La photo de la belle fille endormie n’évoquait rien nulle part. Si certaines femmes d’affaires étaient absentes, c’est qu’elles étaient présentes ailleurs, pour leur plus grand profit. Pastor faisait aussi le tour des journaux, de ceux qui pouvaient s’offrir des reporters ou des envoyés spéciaux. Ils étaient plus nombreux qu’il ne l’aurait cru. Il lui faudrait plusieurs jours encore pour les visiter tous.
* * *
Et vint un soir où l’inspecteur Caregga, un râblé à la nuque de taureau, vêtu en toutes saisons du même blouson d’aviateur à col fourré, se trouva en panne de trombones. Caregga était lent, méthodique, et amoureux d’une toute jeune esthéticienne. Il venait de taper un rapport circonstancié sur une affaire de vol à la tire aggravé d’exhibitionnisme. Il aurait volontiers pardonné le vol, mais l’exhibitionnisme lui répugnait depuis qu’il avait rencontré l’amour dans toute sa pureté. Pendant une bonne minute, Caregga se demanda à qui emprunter le trombone nécessaire à l’assemblage de son rapport. Il opta pour son collègue Pastor. Pastor était un brave type d’une gaieté discrète et permanente, qui rendait un tas de services à un tas de gens, sans réclamer la moindre contrepartie. Pastor était toujours disponible. Il dormait dans son bureau. C’était grâce à Pastor, qui l’avait remplacé lors d’une permanence, que Caregga avait pu passer sa première nuit avec Carole. (À vrai dire, il ne s’était rien passé entre eux, cette nuit-là. Carole et Caregga s’étaient contentés de parler avenir. Ils ne l’avaient mis en chantier que le lendemain matin à six heures trente.) Pastor partageait son bureau avec un minuscule Vietnamien de mère française qui passait son temps à coller des vignettes sur des feuilles de Sécurité Sociale. Le bureau de Van Thian et de Pastor était contigu à celui de Caregga. Pour toutes ces raisons (professionnelles, affectives et topographiques) l’inspecteur Caregga pénétra ce soir-là dans le repaire Thian-Pastor. Debout côte à côte, le dos tourné à la porte, les deux inspecteurs regardaient la nuit d’hiver poudroyer dans les néons de la ville. Ils ne se retournèrent pas. Pour rien au monde Caregga n’aurait emprunté un trombone sans en demander l’autorisation. D’un autre côté, une entrée en matière directement intéressée (du genre : « Pastor, file-moi un trombone ») lui répugnait. Caregga cherchait donc à manifester sa présence, lorsqu’il avisa une photo sur le bureau de Pastor. La photo, qui émanait de leur labo, représentait une belle fille nue dans un tas de charbon. Amochée, mais belle. Ce que confirmait un agrandissement de son visage. À sa façon bourrue d’haltérophile taciturne, l’inspecteur Caregga dit :
— Je connais cette fille.
Pastor se retourna lentement. Il avait les traits tirés.
— Qu’est-ce que tu dis ?
L’inspecteur Caregga répéta qu’il connaissait cette fille.

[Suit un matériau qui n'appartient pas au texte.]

use crate::orchestrator::{wrong_kind, Workflow};
use pacsflow_activities::{Activity, FileImporter, ImportFileActivity};
use pacsflow_core::{
    CorrelationId, ExecutionLimits, ImportOptions, ImportPayload, ItemLedger, Result, SagaState,
    WorkflowKind, WorkflowPayload,
};
use std::sync::Arc;

/// Bulk file import: validate then import each file.
pub struct ImportWorkflow {
    importer: Arc<dyn FileImporter>,
}

impl ImportWorkflow {
    pub fn new(importer: Arc<dyn FileImporter>) -> Self {
        Self { importer }
    }

    pub fn new_state<I, S>(
        files: I,
        options: ImportOptions,
        limits: ExecutionLimits,
        correlation_id: Option<CorrelationId>,
    ) -> SagaState
    where
        I: IntoIterator<Item = S>,
        S: Into<String>,
    {
        SagaState::new(
            correlation_id.unwrap_or_else(CorrelationId::generate),
            WorkflowPayload::Import(ImportPayload {
                files: ItemLedger::new(files),
                limits,
                options,
            }),
        )
    }
}

#[async_trait::async_trait]
impl Workflow for ImportWorkflow {
    fn kind(&self) -> WorkflowKind {
        WorkflowKind::Import
    }

    fn activity(&self, state: &SagaState) -> Result<Arc<dyn Activity>> {
        match &state.payload {
            WorkflowPayload::Import(p) => Ok(Arc::new(ImportFileActivity::new(
                self.importer.clone(),
                p.options.clone(),
            ))),
            other => Err(wrong_kind(WorkflowKind::Import, other.kind())),
        }
    }
}
//! Running workflow registry

use chrono::{DateTime, Utc};
use dashmap::mapref::entry::Entry;
use dashmap::DashMap;
use pacsflow_core::{Error, Result, WorkflowId, WorkflowKind};
use tokio_util::sync::CancellationToken;
use tracing::info;

#[derive(Clone, Debug)]
pub struct RunningWorkflow {
    pub workflow_id: WorkflowId,
    pub kind: WorkflowKind,
    pub started_at: DateTime<Utc>,
    cancel: CancellationToken,
}

/// Sagas currently being driven in this process, by id.
#[derive(Default)]
pub struct WorkflowRegistry {
    running: DashMap<WorkflowId, RunningWorkflow>,
}

impl WorkflowRegistry {
    pub fn new() -> Self {
        Self::default()
    }

    /// The entry lives as long as the returned guard. Fails with
    /// `AlreadyRunning` while another guard holds the same id.
    pub fn register(
        &self,
        workflow_id: WorkflowId,
        kind: WorkflowKind,
        cancel: CancellationToken,
    ) -> Result<RegistryEntry<'_>> {
        match self.running.entry(workflow_id) {
            Entry::Occupied(_) => return Err(Error::AlreadyRunning(workflow_id.to_string())),
            Entry::Vacant(slot) => {
                slot.insert(RunningWorkflow {
                    workflow_id,
                    kind,
                    started_at: Utc::now(),
                    cancel,
                });
            }
        }
        Ok(RegistryEntry {
            registry: self,
            workflow_id,
        })
    }

    /// Returns false when nothing with that id is running.
    pub fn cancel(&self, workflow_id: WorkflowId) -> bool {
        match self.running.get(&workflow_id) {
            Some(entry) => {
                info!(workflow_id = %workflow_id, "Cancelling workflow");
                entry.cancel.cancel();
                true
            }
            None => false,
        }
    }

    pub fn cancel_all(&self) {
        for entry in self.running.iter() {
            entry.cancel.cancel();
        }
    }

    pub fn is_running(&self, workflow_id: WorkflowId) -> bool {
        self.running.contains_key(&workflow_id)
    }

    /// Oldest first.
    pub fn list(&self) -> Vec<RunningWorkflow> {
        let mut list: Vec<_> = self.running.iter().map(|e| e.value().clone()).collect();
        list.sort_by_key(|w| w.started_at);
        list
    }

    pub fn len(&self) -> usize {
        self.running.len()
    }

    pub fn is_empty(&self) -> bool {
        self.running.is_empty()
    }
}

pub struct RegistryEntry<'a> {
    registry: &'a WorkflowRegistry,
    workflow_id: WorkflowId,
}

impl Drop for RegistryEntry<'_> {
    fn drop(&mut self) {
        self.registry.running.remove(&self.workflow_id);
    }
}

— Elle s’appelle Julie Corrençon, elle est journaliste à Actuel.
Une cascade de pilules roses sautilla sur le sol. Quand Van Thian redressa son flacon de Tranxène, il était vide.
Le téléphone sonna.
— Pastor ?
À l’autre bout du fil, une voix de flic, débordant d’enthousiasme professionnel, s’exclama :
— Ça y est, on sait qui c’est, la fille !
— Moi aussi, dit Pastor.
Et il raccrocha.
De mon côté, j’ai gambergé. Une infirmière municipale attachée à la Mairie du Onzième a essayé de droguer notre vieux Semelle, et Hadouch s’est fait gauler par les flics, le paquet de pilules à la main. Persuadé qu’on ne me croirait pas, Hadouch m’a empêché de le disculper. Il a préféré se démerder tout seul. Mais, une semaine plus loin, Hadouch n’a toujours pas refait surface. Conclusion : faut l’aider.